• Directions: Write out all of the lines below, exactly and completely.

• Excerpted records:
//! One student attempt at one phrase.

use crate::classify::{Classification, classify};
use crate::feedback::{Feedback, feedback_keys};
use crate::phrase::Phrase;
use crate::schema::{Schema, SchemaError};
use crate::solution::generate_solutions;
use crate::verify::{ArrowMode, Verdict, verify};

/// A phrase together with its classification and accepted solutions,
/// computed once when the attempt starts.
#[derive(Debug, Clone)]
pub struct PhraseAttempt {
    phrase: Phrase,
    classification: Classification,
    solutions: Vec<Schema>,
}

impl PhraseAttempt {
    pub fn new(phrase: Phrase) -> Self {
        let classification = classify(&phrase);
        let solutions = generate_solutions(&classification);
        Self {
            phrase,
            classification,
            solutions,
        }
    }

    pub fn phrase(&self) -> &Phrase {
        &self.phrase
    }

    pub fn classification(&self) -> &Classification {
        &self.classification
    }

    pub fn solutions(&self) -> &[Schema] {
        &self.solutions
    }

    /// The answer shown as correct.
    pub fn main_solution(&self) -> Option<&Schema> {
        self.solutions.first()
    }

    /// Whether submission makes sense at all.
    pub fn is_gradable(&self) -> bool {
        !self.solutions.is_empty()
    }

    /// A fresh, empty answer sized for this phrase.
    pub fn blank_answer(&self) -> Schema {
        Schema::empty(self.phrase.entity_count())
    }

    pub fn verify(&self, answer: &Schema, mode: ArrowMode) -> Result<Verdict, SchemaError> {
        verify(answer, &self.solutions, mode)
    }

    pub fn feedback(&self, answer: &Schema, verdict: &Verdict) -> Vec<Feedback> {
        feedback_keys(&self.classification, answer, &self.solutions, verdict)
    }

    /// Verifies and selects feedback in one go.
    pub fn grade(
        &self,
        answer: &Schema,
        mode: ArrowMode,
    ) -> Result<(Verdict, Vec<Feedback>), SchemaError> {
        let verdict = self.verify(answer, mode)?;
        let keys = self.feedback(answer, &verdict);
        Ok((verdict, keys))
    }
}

• Solution to this exercise:
//! One student attempt at one phrase.

use crate::classify::{Classification, classify};
use crate::feedback::{Feedback, feedback_keys};
use crate::phrase::Phrase;
use crate::schema::{Schema, SchemaError};
use crate::solution::generate_solutions;
use crate::verify::{ArrowMode, Verdict, verify};

/// A phrase together with its classification and accepted solutions,
/// computed once when the attempt starts.
#[derive(Debug, Clone)]
pub struct PhraseAttempt {
    phrase: Phrase,
    classification: Classification,
    solutions: Vec<Schema>,
}

impl PhraseAttempt {
    pub fn new(phrase: Phrase) -> Self {
        let classification = classify(&phrase);
        let solutions = generate_solutions(&classification);
        Self {
            phrase,
            classification,
            solutions,
        }
    }

    pub fn phrase(&self) -> &Phrase {
        &self.phrase
    }

    pub fn classification(&self) -> &Classification {
        &self.classification
    }

    pub fn solutions(&self) -> &[Schema] {
        &self.solutions
    }

    /// The answer shown as correct.
    pub fn main_solution(&self) -> Option<&Schema> {
        self.solutions.first()
    }

    /// Whether submission makes sense at all.
    pub fn is_gradable(&self) -> bool {
        !self.solutions.is_empty()
    }

    /// A fresh, empty answer sized for this phrase.
    pub fn blank_answer(&self) -> Schema {
        Schema::empty(self.phrase.entity_count())
    }

    pub fn verify(&self, answer: &Schema, mode: ArrowMode) -> Result<Verdict, SchemaError> {
        verify(answer, &self.solutions, mode)
    }

    pub fn feedback(&self, answer: &Schema, verdict: &Verdict) -> Vec<Feedback> {
        feedback_keys(&self.classification, answer, &self.solutions, verdict)
    }

    /// Verifies and selects feedback in one go.
    pub fn grade(
        &self,
        answer: &Schema,
        mode: ArrowMode,
    ) -> Result<(Verdict, Vec<Feedback>), SchemaError> {
        let verdict = self.verify(answer, mode)?;
        let keys = self.feedback(answer, &verdict);
        Ok((verdict, keys))
    }
}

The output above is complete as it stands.